[Records from a collection]
=-=-=
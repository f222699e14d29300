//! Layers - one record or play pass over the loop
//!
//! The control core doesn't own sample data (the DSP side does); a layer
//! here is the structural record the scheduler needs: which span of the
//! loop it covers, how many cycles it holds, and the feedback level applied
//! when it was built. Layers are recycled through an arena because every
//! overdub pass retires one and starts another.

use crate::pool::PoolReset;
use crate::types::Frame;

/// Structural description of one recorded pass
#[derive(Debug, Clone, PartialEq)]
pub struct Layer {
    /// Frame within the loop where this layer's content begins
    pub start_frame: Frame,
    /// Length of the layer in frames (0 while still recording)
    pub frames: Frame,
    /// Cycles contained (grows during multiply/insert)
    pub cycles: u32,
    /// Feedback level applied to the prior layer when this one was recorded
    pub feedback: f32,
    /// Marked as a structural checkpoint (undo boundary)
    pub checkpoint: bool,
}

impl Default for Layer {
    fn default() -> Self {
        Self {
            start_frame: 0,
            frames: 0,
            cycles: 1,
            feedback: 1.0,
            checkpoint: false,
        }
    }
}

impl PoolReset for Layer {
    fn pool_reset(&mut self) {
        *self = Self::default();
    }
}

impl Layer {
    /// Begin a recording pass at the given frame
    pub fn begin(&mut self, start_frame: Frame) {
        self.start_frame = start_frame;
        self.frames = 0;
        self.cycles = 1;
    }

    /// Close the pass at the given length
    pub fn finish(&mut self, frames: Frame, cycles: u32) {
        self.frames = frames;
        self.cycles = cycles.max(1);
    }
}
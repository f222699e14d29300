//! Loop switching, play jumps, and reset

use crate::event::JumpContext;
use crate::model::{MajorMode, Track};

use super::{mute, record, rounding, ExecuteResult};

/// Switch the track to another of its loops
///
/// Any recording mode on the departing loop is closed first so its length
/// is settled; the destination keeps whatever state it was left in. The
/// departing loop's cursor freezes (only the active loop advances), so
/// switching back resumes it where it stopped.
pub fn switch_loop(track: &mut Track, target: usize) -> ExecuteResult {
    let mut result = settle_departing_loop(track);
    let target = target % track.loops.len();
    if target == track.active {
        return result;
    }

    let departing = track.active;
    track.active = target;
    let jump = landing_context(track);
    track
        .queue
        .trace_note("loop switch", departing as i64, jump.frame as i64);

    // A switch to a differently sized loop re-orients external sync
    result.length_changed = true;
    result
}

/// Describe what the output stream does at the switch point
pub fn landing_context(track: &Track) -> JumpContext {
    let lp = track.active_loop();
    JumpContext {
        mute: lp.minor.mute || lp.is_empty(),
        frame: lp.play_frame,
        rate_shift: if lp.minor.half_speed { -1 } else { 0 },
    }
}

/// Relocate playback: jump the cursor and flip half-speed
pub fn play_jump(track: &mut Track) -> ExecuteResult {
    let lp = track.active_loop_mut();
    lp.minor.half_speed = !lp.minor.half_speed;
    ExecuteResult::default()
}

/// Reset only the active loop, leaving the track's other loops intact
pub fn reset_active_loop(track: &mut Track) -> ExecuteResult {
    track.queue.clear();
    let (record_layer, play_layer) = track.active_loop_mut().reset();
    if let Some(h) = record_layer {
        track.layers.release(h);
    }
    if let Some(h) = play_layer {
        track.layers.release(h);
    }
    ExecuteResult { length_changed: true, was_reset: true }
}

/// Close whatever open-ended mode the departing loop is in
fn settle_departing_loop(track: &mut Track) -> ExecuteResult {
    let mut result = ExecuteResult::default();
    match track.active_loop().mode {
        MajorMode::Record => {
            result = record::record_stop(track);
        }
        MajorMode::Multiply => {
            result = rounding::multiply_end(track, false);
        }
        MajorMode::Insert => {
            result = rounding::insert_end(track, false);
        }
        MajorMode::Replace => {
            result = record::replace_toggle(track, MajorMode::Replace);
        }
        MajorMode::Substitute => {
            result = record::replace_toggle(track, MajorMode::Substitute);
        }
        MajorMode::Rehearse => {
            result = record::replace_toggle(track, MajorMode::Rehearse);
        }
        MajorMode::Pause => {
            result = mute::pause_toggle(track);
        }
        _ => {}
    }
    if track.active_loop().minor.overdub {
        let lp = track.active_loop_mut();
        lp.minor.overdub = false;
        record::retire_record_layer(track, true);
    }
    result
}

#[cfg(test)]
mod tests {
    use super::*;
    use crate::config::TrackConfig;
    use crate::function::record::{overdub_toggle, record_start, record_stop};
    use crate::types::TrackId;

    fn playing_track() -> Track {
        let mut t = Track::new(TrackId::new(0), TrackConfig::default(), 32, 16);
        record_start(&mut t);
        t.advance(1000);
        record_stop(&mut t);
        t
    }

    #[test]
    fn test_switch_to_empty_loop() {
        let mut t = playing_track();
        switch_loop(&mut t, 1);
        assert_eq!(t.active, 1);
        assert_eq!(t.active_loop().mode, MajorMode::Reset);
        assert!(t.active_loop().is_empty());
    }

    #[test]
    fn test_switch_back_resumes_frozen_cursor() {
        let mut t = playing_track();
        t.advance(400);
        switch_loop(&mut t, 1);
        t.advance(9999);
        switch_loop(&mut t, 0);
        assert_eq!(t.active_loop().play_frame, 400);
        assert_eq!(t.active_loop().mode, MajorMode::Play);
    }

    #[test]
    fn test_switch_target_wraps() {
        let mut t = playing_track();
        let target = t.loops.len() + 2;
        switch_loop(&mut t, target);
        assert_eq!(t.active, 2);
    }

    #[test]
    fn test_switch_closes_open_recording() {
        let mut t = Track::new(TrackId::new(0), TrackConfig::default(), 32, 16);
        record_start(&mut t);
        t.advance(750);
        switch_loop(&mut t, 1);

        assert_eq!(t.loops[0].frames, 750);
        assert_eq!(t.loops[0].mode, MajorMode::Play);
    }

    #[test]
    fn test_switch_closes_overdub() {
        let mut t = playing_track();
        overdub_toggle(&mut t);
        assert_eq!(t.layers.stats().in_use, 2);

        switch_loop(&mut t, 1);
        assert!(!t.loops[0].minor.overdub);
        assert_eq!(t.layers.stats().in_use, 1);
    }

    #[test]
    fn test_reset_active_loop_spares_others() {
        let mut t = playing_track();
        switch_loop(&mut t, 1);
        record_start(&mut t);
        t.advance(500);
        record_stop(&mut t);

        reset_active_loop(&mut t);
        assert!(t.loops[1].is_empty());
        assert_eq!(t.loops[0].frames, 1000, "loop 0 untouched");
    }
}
=-=-=
■ **Aim of the task**
Only a number is expected here: how many lines above contain the word "Some".

■ **Completed task**
2